Optimize Database Performance in Ruby on Rails and ActiveRecord

In Rails, we're more likely to use SQL databases than other frameworks. Unlike NoSQL databases, which can be scaled horizontally with relative ease, SQL databases like PostgreSQL or MySQL are much less amenable to easy scaling.

As a result, our database usually becomes the primary bottleneck as our business grows. Although SQL databases are very efficient, as our growing customer base puts an increasing load on our servers, we begin scaling our instance counts, workers, etc. But we can't just make copies of our database for each new server we spin up. This makes optimizing database performance critical for any serious Rails project.

In this post, we'll explore strategies for optimizing performance to minimize the load on our database. We'll start with some more basic topics like eager loading and the N+1 query problem, database indexing, select, pluck, and immediate loading. Then, we'll move on to more involved topics like performance profiling, scaling via techniques like database sharding, and background jobs using read replicas.

Let's get going!

Getting ActiveRecord N+1s Out of the Way

No discussion of database performance involving ActiveRecord (or any ORM) is complete without addressing the infamous N+1 problem. While most readers are likely familiar with it, it's still worth revisiting, as N+1 queries can (and do) creep into our projects over time, especially as our codebase evolves and we add or update features.

The N+1 problem generally occurs when iterating through a (potentially large) group of retrieved records. Because we haven't loaded their association/s, each loop means an additional query for each associated model we access inside the loop.

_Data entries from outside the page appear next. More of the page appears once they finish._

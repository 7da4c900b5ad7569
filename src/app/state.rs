//! Application state management and view model computation.
//!
//! [`AppState`] is the single source of truth for one explorer session. It
//! separates core data (fetched launches, favorites, filter criteria) from
//! derived state (the filtered list and the selection), and recomputes the
//! derived part through [`AppState::apply_filters`] whenever an input changes.
//!
//! # State Components
//!
//! - **Launches**: every launch from the last successful fetch
//! - **Filtered Launches**: output of [`visible`] for the current criteria
//! - **Filter**: search text as typed, year, success and favorites toggles
//! - **Applied Search**: the debounced search text actually filtering the list
//! - **Favorites**: the persisted favorites set
//! - **Rockets**: rocket details fetched this session, keyed by rocket id
//!
//! # Example
//!
//! ```rust
//! use spacex_explorer::app::AppState;
//! use spacex_explorer::storage::{FavoritesStore, MemoryStore};
//! use spacex_explorer::ui::Theme;
//! use std::time::Duration;
//!
//! let favorites = FavoritesStore::load(MemoryStore::default());
//! let mut state = AppState::new(favorites, Theme::default(), Duration::from_millis(300));
//! state.apply_filters();
//! let viewmodel = state.compute_viewmodel(24, 80);
//! assert!(viewmodel.display_items.is_empty());
//! ```

use super::debounce::Debouncer;
use super::filter::{visible, FilterState};
use super::modes::{LoadState, ViewMode};
use crate::domain::{Launch, Rocket};
use crate::storage::{FavoritesStore, KeyValueStore};
use crate::ui::helpers::{match_ranges, truncate};
use crate::ui::theme::Theme;
use crate::ui::viewmodel::{
    DetailInfo, DisplayItem, EmptyState, FilterBarInfo, FooterInfo, HeaderInfo, RocketInfo,
    RocketPanel, UIViewModel,
};
use std::collections::HashMap;
use std::time::{Duration, Instant};

/// Application title shown in the header.
pub const APP_TITLE: &str = "SpaceX Mission Explorer";

/// Rows taken by everything except list rows: title, border, filter bar,
/// summary, column headers, status line, border, footer.
pub const LIST_CHROME_ROWS: usize = 8;

/// Longest launch name shown in the list before truncation.
pub const NAME_COLUMN_WIDTH: usize = 36;

const LIST_KEYS: &str = "/: search  y: year  s: success  f: favs  j/k: move  *: star  o: open  r: refresh  q: quit";
const DETAIL_KEYS: &str = "*: favorite  b: back  q: quit";

/// Central application state container.
#[derive(Debug)]
pub struct AppState<S: KeyValueStore> {
    /// Every launch from the last successful fetch, in source order.
    pub launches: Vec<Launch>,

    /// Launches passing the current filters, newest first.
    pub filtered_launches: Vec<Launch>,

    /// Zero-based index into `filtered_launches`.
    pub selected_index: usize,

    /// Filter criteria. `filter.search` is the text as typed.
    pub filter: FilterState,

    /// Search text currently applied to the list.
    pub applied_search: String,

    search: Debouncer<String>,

    pub favorites: FavoritesStore<S>,

    pub view_mode: ViewMode,

    pub load_state: LoadState,

    /// Rockets fetched this session.
    pub rockets: HashMap<String, Rocket>,

    /// Rocket id with a fetch in flight.
    pub pending_rocket: Option<String>,

    /// One-line notice for the user, cleared by the next successful action.
    pub status: Option<String>,

    pub theme: Theme,
}
//! Size-rotated log file.
//!
//! [`FileWriter`] is a cloneable handle to one log file. Every write checks the
//! current file size first; once it passes the limit the file is renamed to
//! `<name>.<unix-seconds>` and a fresh file is started. Only the newest
//! backups are retained.

use std::fs::{self, File, OpenOptions};
use std::io::{self, Write};
use std::path::{Path, PathBuf};
use std::sync::{Arc, Mutex};

/// Rotate once the log passes 10 MB.
const MAX_FILE_SIZE_BYTES: u64 = 10 * 1024 * 1024;

/// Rotated files kept besides the live one.
const MAX_BACKUP_FILES: usize = 3;

#[derive(Debug)]
struct Inner {
    file_path: PathBuf,
    max_bytes: u64,
    max_backups: usize,
    /// Opened on first write.
    file: Mutex<Option<File>>,
}

/// Cloneable handle to a rotating log file.
///
/// Suitable as a `tracing-subscriber` writer: each formatted event arrives as
/// one `write_all`, so an event never straddles two files.
#[derive(Debug, Clone)]
pub struct FileWriter {
    inner: Arc<Inner>,
}

impl FileWriter {
    /// Creates a writer with the default limits (10 MB, 3 backups).
    #[must_use]
    pub fn new(file_path: PathBuf) -> Self {
        Self::with_limits(file_path, MAX_FILE_SIZE_BYTES, MAX_BACKUP_FILES)
    }

    /// Creates a writer with explicit rotation limits.
    #[must_use]
    pub fn with_limits(file_path: PathBuf, max_bytes: u64, max_backups: usize) -> Self {
        Self {
            inner: Arc::new(Inner {
                file_path,
                max_bytes,
                max_backups,
                file: Mutex::new(None),
            }),
        }
    }

    /// Path of the live log file.
    #[must_use]
    pub fn path(&self) -> &Path {
        &self.inner.file_path
    }

    fn rotate_if_needed(&self, file: &mut Option<File>) -> io::Result<()> {
        let Ok(metadata) = fs::metadata(&self.inner.file_path) else {
            return Ok(());
        };
        if metadata.len() <= self.inner.max_bytes {
            return Ok(());
        }

        *file = None;
        let backup = backup_path(&self.inner.file_path, chrono::Utc::now().timestamp());
        fs::rename(&self.inner.file_path, backup)?;
        self.prune_backups()
    }

    fn prune_backups(&self) -> io::Result<()> {
        let path = &self.inner.file_path;
        let (Some(dir), Some(name)) = (path.parent(), path.file_name().and_then(|n| n.to_str()))
        else {
            return Ok(());
        };
        let prefix = format!("{name}.");

        let mut backups: Vec<(u64, PathBuf)> = fs::read_dir(dir)?
            .filter_map(std::result::Result::ok)
            .map(|entry| entry.path())
            .filter_map(|p| {
                let stamp = p
                    .file_name()
                    .and_then(|n| n.to_str())
                    .and_then(|n| n.strip_prefix(&prefix))
                    .and_then(|suffix| suffix.parse::<u64>().ok())?;
                Some((stamp, p))
            })
            .collect();

        backups.sort_unstable_by(|a, b| b.0.cmp(&a.0));
        for (_, stale) in backups.iter().skip(self.inner.max_backups) {
            let _ = fs::remove_file(stale);
        }
        Ok(())
    }
}

fn backup_path(path: &Path, timestamp: i64) -> PathBuf {
    let mut name = path.as_os_str().to_os_string();
    name.push(format!(".{timestamp}"));
    PathBuf::from(name)
}

impl Write for FileWriter {
    fn write(&mut self, buf: &[u8]) -> io::Result<usize> {
        let mut file = self
            .inner
            .file
            .lock()
            .map_err(|e| io::Error::other(format!("log file lock poisoned: {e}")))?;

        self.rotate_if_needed(&mut *file)?;

        if file.is_none() {
            *file = Some(
                OpenOptions::new()
                    .create(true)
                    .append(true)
                    .open(&self.inner.file_path)?,
            );
        }
        if let Some(handle) = file.as_mut() {
            handle.write_all(buf)?;
        }
        Ok(buf.len())
    }

    fn flush(&mut self) -> io::Result<()> {
        let mut file = self
            .inner
            .file
            .lock()
            .map_err(|e| io::Error::other(format!("log file lock poisoned: {e}")))?;
        file.as_mut().map_or(Ok(()), |handle| handle.flush())
    }
}
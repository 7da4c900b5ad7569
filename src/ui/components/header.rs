//! Title bar and results summary.

use crate::ui::helpers::{truncate, Canvas};
use crate::ui::viewmodel::HeaderInfo;

/// Renders the centered, bold title line.
pub fn render_header(canvas: &mut Canvas<'_>, header: &HeaderInfo) {
    let colors = &canvas.theme().colors;
    let fg = colors.header_fg.clone();
    let bg = colors.header_bg.clone();

    canvas.bold().fg(&fg);
    if let Some(bg) = &bg {
        canvas.bg(bg);
    }
    canvas.centered(&header.title);
}

/// Renders the "Showing X of Y launches" line, blank while nothing is loaded.
pub fn render_summary(canvas: &mut Canvas<'_>, header: &HeaderInfo) {
    let dim = canvas.theme().colors.text_dim.clone();
    let summary = truncate(&header.summary, canvas.cols().saturating_sub(1));
    canvas.fg(&dim).text(" ").text(&summary).newline();
}
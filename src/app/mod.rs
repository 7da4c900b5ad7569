//! Application layer: state, events and the actions they produce.
//!
//! ```text
//! User Input → Events → handle_event → State Mutations → Actions → Worker
//!                  ↑                                                  │
//!                  └──────────────── Worker Responses ────────────────┘
//! ```
//!
//! # Modules
//!
//! - [`actions`]: side effects requested by the handler
//! - [`debounce`]: last-value-wins delay for search input
//! - [`filter`]: pure filtering and ranking of the launch list
//! - [`handler`]: event processing
//! - [`modes`]: view and load state types
//! - [`state`]: central state container and view model computation

pub mod actions;
pub mod debounce;
pub mod filter;
pub mod handler;
pub mod modes;
pub mod state;

pub use actions::Action;
pub use debounce::Debouncer;
pub use filter::{FilterState, YearFilter};
pub use handler::{handle_event, Event};
pub use modes::{LoadState, ViewMode};
pub use state::AppState;
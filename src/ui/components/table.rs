//! Launch list rendered as a table.
//!
//! ```text
//!    MISSION              DATE                   FLIGHT  STATUS
//!  ★ Starlink-5           04/01/2022, 13:49:00   #134    Success
//! ```
//!
//! The selected row is drawn in the selection colors across the full width.
//! Search matches inside the mission name are highlighted on other rows.

use crate::ui::helpers::Canvas;
use crate::ui::viewmodel::DisplayItem;

const DATE_WIDTH: usize = 22;
const FLIGHT_WIDTH: usize = 8;
/// Star column, including the leading margin.
const MARKER_WIDTH: usize = 3;
const NAME_GAP: usize = 2;

/// Width of the mission column: longest name on screen, at least the heading.
fn name_width(items: &[DisplayItem]) -> usize {
    items
        .iter()
        .map(|item| item.name.chars().count())
        .max()
        .unwrap_or(0)
        .max("MISSION".len())
}

/// Renders the bold column headings.
pub fn render_table_headers(canvas: &mut Canvas<'_>, items: &[DisplayItem]) {
    let width = name_width(items) + NAME_GAP;
    let fg = &canvas.theme().colors.header_fg;

    canvas.bold().fg(fg).text(&format!(
        "{:MARKER_WIDTH$}{:<width$}{:<DATE_WIDTH$}{:<FLIGHT_WIDTH$}STATUS",
        "", "MISSION", "DATE", "FLIGHT"
    ));
    canvas.newline();
}

/// Renders every row in `items`.
pub fn render_table_rows(canvas: &mut Canvas<'_>, items: &[DisplayItem]) {
    let width = name_width(items);
    for item in items {
        render_table_row(canvas, item, width);
    }
}

fn render_table_row(canvas: &mut Canvas<'_>, item: &DisplayItem, name_width: usize) {
    let theme = canvas.theme();
    let colors = &theme.colors;
    let base_fg = if item.is_selected { &colors.selection_fg } else { &colors.text_normal };

    if item.is_selected {
        canvas.fg(&colors.selection_fg).bg(&colors.selection_bg);
    } else {
        canvas.fg(&colors.text_normal);
    }

    if item.is_favorite {
        if !item.is_selected {
            canvas.fg(&colors.favorite_fg);
        }
        canvas.text(" ★ ").fg(base_fg);
    } else {
        canvas.pad(MARKER_WIDTH);
    }

    canvas.highlighted(&item.name, &item.highlight_ranges, item.is_selected);
    if item.is_selected {
        // highlighted() resets styles after each match; restore the selection
        canvas.fg(&colors.selection_fg).bg(&colors.selection_bg);
    }
    let name_len = item.name.chars().count();
    canvas.pad(name_width.saturating_sub(name_len) + NAME_GAP);

    let flight = format!("#{}", item.flight_number);
    canvas.text(&format!("{:<DATE_WIDTH$}{flight:<FLIGHT_WIDTH$}", item.date));

    if !item.is_selected {
        canvas.fg(theme.outcome_color(item.outcome));
    }
    let outcome = item.outcome.to_string();
    canvas.text(&outcome);

    let used = MARKER_WIDTH
        + name_width
        + NAME_GAP
        + DATE_WIDTH.max(item.date.chars().count())
        + FLIGHT_WIDTH.max(flight.len())
        + outcome.len();
    let fill = canvas.cols().saturating_sub(used);
    canvas.pad(fill);
    canvas.newline();
}
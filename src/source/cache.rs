//! Time-to-live cache for fetched records.
//!
//! Successful responses are kept until they go stale; errors are never cached.
//! The current time is passed in so expiry is testable without waiting.

use chrono::{DateTime, Duration, Utc};
use std::collections::HashMap;
use std::hash::Hash;

#[derive(Debug, Clone)]
struct Entry<V> {
    value: V,
    expires_at: DateTime<Utc>,
}

/// Keyed cache whose entries expire a fixed time after insertion.
#[derive(Debug, Clone)]
pub struct TtlCache<K, V> {
    ttl: Duration,
    entries: HashMap<K, Entry<V>>,
}

impl<K: Eq + Hash, V: Clone> TtlCache<K, V> {
    /// Creates an empty cache.
    #[must_use]
    pub fn new(ttl: Duration) -> Self {
        Self {
            ttl,
            entries: HashMap::new(),
        }
    }

    /// Returns a clone of the fresh value under `key`.
    ///
    /// Stale entries are evicted on lookup.
    pub fn get(&mut self, key: &K, now: DateTime<Utc>) -> Option<V> {
        match self.entries.get(key) {
            Some(entry) if now < entry.expires_at => Some(entry.value.clone()),
            Some(_) => {
                self.entries.remove(key);
                None
            }
            None => None,
        }
    }

    /// Stores `value` under `key`, fresh until `now + ttl`.
    pub fn insert(&mut self, key: K, value: V, now: DateTime<Utc>) {
        self.entries.insert(
            key,
            Entry {
                value,
                expires_at: now + self.ttl,
            },
        );
    }

    /// Forgets `key` regardless of freshness.
    pub fn invalidate(&mut self, key: &K) {
        self.entries.remove(key);
    }

    /// Number of entries, fresh or not.
    #[must_use]
    pub fn len(&self) -> usize {
        self.entries.len()
    }

    /// Returns `true` if nothing is cached.
    #[must_use]
    pub fn is_empty(&self) -> bool {
        self.entries.is_empty()
    }
}

#[cfg(test)]
mod tests {
    use super::*;

    #[test]
    fn entries_expire_after_ttl() {
        let t0 = Utc::now();
        let mut cache = TtlCache::new(Duration::minutes(5));
        cache.insert("launches", 3, t0);

        assert_eq!(cache.get(&"launches", t0 + Duration::minutes(4)), Some(3));
        assert_eq!(cache.get(&"launches", t0 + Duration::minutes(5)), None);
        assert!(cache.is_empty());
    }

    #[test]
    fn invalidate_forgets_fresh_entry() {
        let t0 = Utc::now();
        let mut cache = TtlCache::new(Duration::minutes(10));
        cache.insert("falcon9".to_string(), "Falcon 9", t0);
        cache.invalidate(&"falcon9".to_string());

        assert_eq!(cache.get(&"falcon9".to_string(), t0), None);
        assert_eq!(cache.len(), 0);
    }
}
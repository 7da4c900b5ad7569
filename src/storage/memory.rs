//! In-memory key-value backend.
//!
//! Used for tests and for `--ephemeral` sessions where favorites should not
//! outlive the process.

use crate::domain::error::Result;
use crate::storage::backend::KeyValueStore;
use std::collections::HashMap;

/// Key-value store backed by a `HashMap`.
#[derive(Debug, Clone, Default)]
pub struct MemoryStore {
    entries: HashMap<String, String>,
}

impl MemoryStore {
    /// Creates a store pre-seeded with one entry.
    ///
    /// # Examples
    ///
    /// ```
    /// use spacex_explorer::storage::{KeyValueStore, MemoryStore};
    ///
    /// let store = MemoryStore::with_entry("spacex-favorites", "not-json");
    /// assert_eq!(store.read("spacex-favorites")?.as_deref(), Some("not-json"));
    /// # Ok::<(), spacex_explorer::ExplorerError>(())
    /// ```
    #[must_use]
    pub fn with_entry(key: impl Into<String>, raw: impl Into<String>) -> Self {
        let mut entries = HashMap::new();
        entries.insert(key.into(), raw.into());
        Self { entries }
    }
}

impl KeyValueStore for MemoryStore {
    fn read(&self, key: &str) -> Result<Option<String>> {
        Ok(self.entries.get(key).cloned())
    }

    fn write(&mut self, key: &str, raw: &str) -> Result<()> {
        self.entries.insert(key.to_string(), raw.to_string());
        Ok(())
    }
}
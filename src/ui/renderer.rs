//! Top-level rendering coordinator.
//!
//! Rendering is two steps: [`AppState::compute_viewmodel`] turns state into a
//! [`UIViewModel`], then the components draw it into a string. Nothing here
//! touches the terminal; the binary prints the returned frame.

use crate::app::state::LIST_CHROME_ROWS;
use crate::app::AppState;
use crate::storage::KeyValueStore;
use crate::ui::components::{self, BOTTOM_ROWS};
use crate::ui::helpers::Canvas;
use crate::ui::theme::Theme;
use crate::ui::viewmodel::UIViewModel;

/// Renders a full-screen ANSI frame of exactly `rows` lines when the content
/// fits.
pub fn render<S: KeyValueStore>(state: &AppState<S>, rows: usize, cols: usize) -> String {
    let _span = tracing::trace_span!("render", rows, cols).entered();

    let viewmodel = state.compute_viewmodel(rows, cols);
    render_viewmodel(&viewmodel, &state.theme, rows, cols)
}

/// Renders the current view without colors, footer or padding, listing every
/// visible launch. Used by the one-shot commands.
pub fn render_plain<S: KeyValueStore>(state: &AppState<S>, cols: usize) -> String {
    let rows = state.filtered_launches.len() + LIST_CHROME_ROWS;
    let viewmodel = state.compute_viewmodel(rows, cols);

    let mut canvas = Canvas::new(&state.theme, cols, false);
    components::render_body(&mut canvas, &viewmodel);
    canvas.finish()
}

fn render_viewmodel(vm: &UIViewModel, theme: &Theme, rows: usize, cols: usize) -> String {
    let mut canvas = Canvas::new(theme, cols, true);

    components::render_body(&mut canvas, vm);
    while canvas.lines() + BOTTOM_ROWS < rows {
        canvas.newline();
    }
    components::render_bottom(&mut canvas, vm);

    canvas.finish()
}

#[cfg(test)]
mod tests {
    use super::*;
    use crate::app::{LoadState, ViewMode};
    use crate::domain::{Launch, Rocket};
    use crate::storage::{FavoritesStore, MemoryStore};
    use std::time::Duration;

    fn loaded_state() -> AppState<MemoryStore> {
        let favorites = FavoritesStore::load(MemoryStore::default());
        let mut state = AppState::new(favorites, Theme::default(), Duration::from_millis(300));

        let mut crs = Launch::new("crs20", "CRS-20", "2020-03-07T04:50:31.000Z");
        crs.flight_number = 91;
        crs.success = Some(true);
        crs.rocket = "falcon9".to_string();
        crs.details = Some("SpaceX's 20th and final Crew Resupply Mission.".to_string());
        let mut demo = Launch::new("demo2", "Crew Dragon Demo-2", "2020-05-30T19:22:00.000Z");
        demo.flight_number = 94;
        demo.success = Some(true);

        state.launches = vec![crs, demo];
        state.load_state = LoadState::Ready;
        state.apply_filters();
        state
    }

    #[test]
    fn full_frame_fills_the_screen() {
        let state = loaded_state();
        let frame = render(&state, 24, 100);

        assert_eq!(frame.lines().count(), 24);
        assert!(frame.contains("SpaceX Mission Explorer"));
        assert!(frame.contains("Crew Dragon Demo-2"));
        assert!(frame.contains("q: quit"));
    }

    #[test]
    fn plain_list_has_no_escapes() {
        let state = loaded_state();
        let out = render_plain(&state, 100);

        assert!(!out.contains('\u{001b}'));
        assert!(out.contains("Showing 2 of 2 launches"));
        assert!(out.contains("MISSION"));
        assert!(out.contains("#91"));
        // newest first
        let demo = out.find("Crew Dragon Demo-2").unwrap_or(usize::MAX);
        let crs = out.find("CRS-20").unwrap_or(0);
        assert!(demo < crs);
    }

    #[test]
    fn detail_shows_rocket_once_loaded() {
        let mut state = loaded_state();
        state.view_mode = ViewMode::Detail {
            launch_id: "crs20".to_string(),
        };
        state.pending_rocket = Some("falcon9".to_string());
        assert!(render_plain(&state, 80).contains("Loading rocket details..."));

        let rocket = Rocket {
            id: "falcon9".to_string(),
            name: "Falcon 9".to_string(),
            cost_per_launch: 50_000_000,
            ..Rocket::default()
        };
        state.rockets.insert("falcon9".to_string(), rocket);
        state.pending_rocket = None;

        let out = render_plain(&state, 80);
        assert!(out.contains("Mission Success"));
        assert!(out.contains("Crew Resupply Mission."));
        assert!(out.contains("$50,000,000"));
        assert!(!out.contains("MISSION"));
    }

    #[test]
    fn failed_load_renders_retry_hint() {
        let mut state = loaded_state();
        state.launches.clear();
        state.load_state = LoadState::Failed("Data source error: timeout".to_string());
        state.apply_filters();

        let out = render_plain(&state, 80);
        assert!(out.contains("Failed to load SpaceX launches."));
        assert!(out.contains("Press r to retry."));
    }
}
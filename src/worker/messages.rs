//! Request and response types exchanged with the fetch worker.
//!
//! The worker is the only place that talks to the launch API. The application
//! posts a [`WorkerMessage`] and later receives the matching
//! [`WorkerResponse`] as an event. Failures travel as data so the event loop
//! can show them instead of stopping.

use crate::domain::{Launch, Rocket};

/// Requests sent to the fetch worker.
#[derive(Debug, Clone, PartialEq, Eq)]
pub enum WorkerMessage {
    /// Fetch the full launch list.
    FetchLaunches {
        /// Bypass the cached list.
        force: bool,
    },

    /// Fetch one rocket for the detail view.
    FetchRocket {
        /// Rocket id taken from [`Launch::rocket`].
        id: String,
    },
}

impl WorkerMessage {
    /// Short name for logs.
    #[must_use]
    pub const fn kind(&self) -> &'static str {
        match self {
            Self::FetchLaunches { .. } => "fetch_launches",
            Self::FetchRocket { .. } => "fetch_rocket",
        }
    }
}

/// Responses sent back from the fetch worker.
#[derive(Debug, Clone, PartialEq)]
pub enum WorkerResponse {
    /// The launch list arrived.
    LaunchesLoaded {
        launches: Vec<Launch>,
    },

    /// No launch list is available.
    LaunchesFailed {
        /// Human-readable reason.
        message: String,
    },

    /// A rocket arrived.
    RocketLoaded {
        rocket: Rocket,
    },

    /// The rocket could not be fetched.
    RocketFailed {
        id: String,
        message: String,
    },
}

#[cfg(test)]
mod tests {
    use super::*;

    #[test]
    fn kinds_name_the_request() {
        assert_eq!(WorkerMessage::FetchLaunches { force: true }.kind(), "fetch_launches");
        assert_eq!(WorkerMessage::FetchRocket { id: "falcon9".into() }.kind(), "fetch_rocket");
    }
}
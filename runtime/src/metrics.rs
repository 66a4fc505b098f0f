//! Prometheus metrics for the seating allocator.
//!
//! Reducers record through [`SeatingMetrics`]; the store records reducer
//! latency and the retry helper records retry attempts. Nothing is exported
//! until a [`MetricsRecorder`] is installed, after which [`MetricsRecorder::render`]
//! returns the Prometheus text format.
//!
//! # Example
//!
//! ```rust,no_run
//! use seatplan_runtime::metrics::{MetricsRecorder, SeatingMetrics};
//!
//! let mut recorder = MetricsRecorder::new();
//! recorder.install()?;
//! SeatingMetrics::record_command("assign_guest");
//! println!("{}", recorder.render().unwrap_or_default());
//! # Ok::<(), seatplan_runtime::metrics::MetricsError>(())
//! ```

use metrics::{describe_counter, describe_histogram};
use metrics_exporter_prometheus::{Matcher, PrometheusBuilder, PrometheusHandle};
use thiserror::Error;

pub use metrics::{counter, histogram};

/// Errors from metrics operations.
#[derive(Error, Debug)]
pub enum MetricsError {
    /// Failed to build metrics exporter
    #[error("Failed to build metrics exporter: {0}")]
    Build(String),
    /// Failed to install metrics exporter
    #[error("Failed to install metrics exporter: {0}")]
    Install(String),
}

/// Installs the global Prometheus recorder and renders its output.
#[derive(Default)]
pub struct MetricsRecorder {
    handle: Option<PrometheusHandle>,
}

impl MetricsRecorder {
    /// Create a recorder that has not been installed yet.
    #[must_use]
    pub const fn new() -> Self {
        Self { handle: None }
    }

    /// Describe all seating metrics and install the global recorder.
    ///
    /// Installing twice in one process is tolerated: the second call logs a
    /// warning and leaves this recorder without a handle.
    ///
    /// # Errors
    ///
    /// Returns [`MetricsError`] if the exporter cannot be built or installed.
    pub fn install(&mut self) -> Result<(), MetricsError> {
        let builder = PrometheusBuilder::new()
            .set_buckets_for_metric(
                Matcher::Suffix("duration_seconds".to_string()),
                &[0.000_01, 0.000_1, 0.001, 0.005, 0.01, 0.05, 0.1, 0.5, 1.0],
            )
            .map_err(|e| MetricsError::Build(e.to_string()))?;

        match builder.install_recorder() {
            Ok(handle) => {
                register_metrics();
                self.handle = Some(handle);
                tracing::info!("Prometheus metrics recorder installed");
                Ok(())
            },
            Err(e) => {
                let message = e.to_string();
                if message.contains("already") {
                    tracing::warn!("Metrics recorder already installed, skipping");
                    Ok(())
                } else {
                    Err(MetricsError::Install(message))
                }
            },
        }
    }

    /// Whether this recorder owns the installed exporter.
    #[must_use]
    pub const fn is_installed(&self) -> bool {
        self.handle.is_some()
    }

    /// Render current metrics in Prometheus format, if installed.
    #[must_use]
    pub fn render(&self) -> Option<String> {
        self.handle.as_ref().map(PrometheusHandle::render)
    }
}

fn register_metrics() {
    describe_counter!(
        "seating_commands_total",
        "Seating commands received, by command"
    );
    describe_counter!(
        "seating_rejections_total",
        "Seating commands rejected before any mutation, by reason"
    );
    describe_counter!(
        "seating_persist_failures_total",
        "Record store writes that failed after an optimistic update"
    );
    describe_counter!(
        "seating_rollbacks_total",
        "Optimistic updates rolled back after a failed write"
    );
    describe_counter!(
        "seating_generated_tables_total",
        "Tables created by auto-generate"
    );
    describe_counter!(
        "record_store_capacity_conflicts_total",
        "Guest writes refused by the record store because the table was full"
    );
    describe_counter!(
        "store_retry_attempts_total",
        "Record store operations retried after a transient failure"
    );
    describe_histogram!(
        "store_reduce_duration_seconds",
        "Time spent inside the reducer per action"
    );
}

/// Counters recorded by the seating reducer.
pub struct SeatingMetrics;

impl SeatingMetrics {
    /// A command was received.
    pub fn record_command(command: &'static str) {
        counter!("seating_commands_total", "command" => command).increment(1);
    }

    /// A command was rejected.
    pub fn record_rejection(reason: &'static str) {
        counter!("seating_rejections_total", "reason" => reason).increment(1);
    }

    /// A write failed after the in-memory state was updated.
    pub fn record_persist_failure() {
        counter!("seating_persist_failures_total").increment(1);
    }

    /// An optimistic update was undone.
    pub fn record_rollback() {
        counter!("seating_rollbacks_total").increment(1);
    }

    /// Auto-generate created `count` tables.
    pub fn record_generated_tables(count: usize) {
        counter!("seating_generated_tables_total").increment(count as u64);
    }
}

This can quickly spiral out of control, resulting in a staggering number of queries and causing serious consequences such as crashed pages, an exhausted database connection pool, and memory running out, ultimately grinding our site to a halt.

There are a few useful tools at your disposal to help identify and resolve N+1 problems. The first is simply looking at your server output; generally, this works pretty well, as N+1s are easy to spot. For a more assisted approach, the Bullet gem is a popular tool that automatically detects N+1s in applications and suggests ways to fix them. Another, arguably better option is prosopite, a less well-known option that generally provides better results with fewer false positives (and false negatives).

Eager loading should be used with care, however; while you're probably safe loading has_one associations, has_many can sometimes be dangerous: what happens when we've got a query of multiple joined, many-to-many tables, and eager load one or more of the many-to-many associations?

We can end up loading way too many records into memory. This can crash our app just as surely as a bad N+1. If you're at this point, and both the N+1 and eager loading approaches are causing you problems, it may be time to reevaluate the query itself. Maybe you're trying to load associations you just want to COUNT (which is something you might be able to build into your query), tighten your pagination limits, or consider offloading the query to a background job if possible (which we'll cover).

Database Performance in Rails: Considerations and Optimization

Sometimes, breaking queries down into a couple of steps can both improve performance and simplify a query. Ever find yourself trying to get a subset of records to complete a mind-bending query? In certain cases, just finding the IDs of the subset you want and then feeding them into a second, less complex query can help reduce the need for complex joins, subqueries, etc.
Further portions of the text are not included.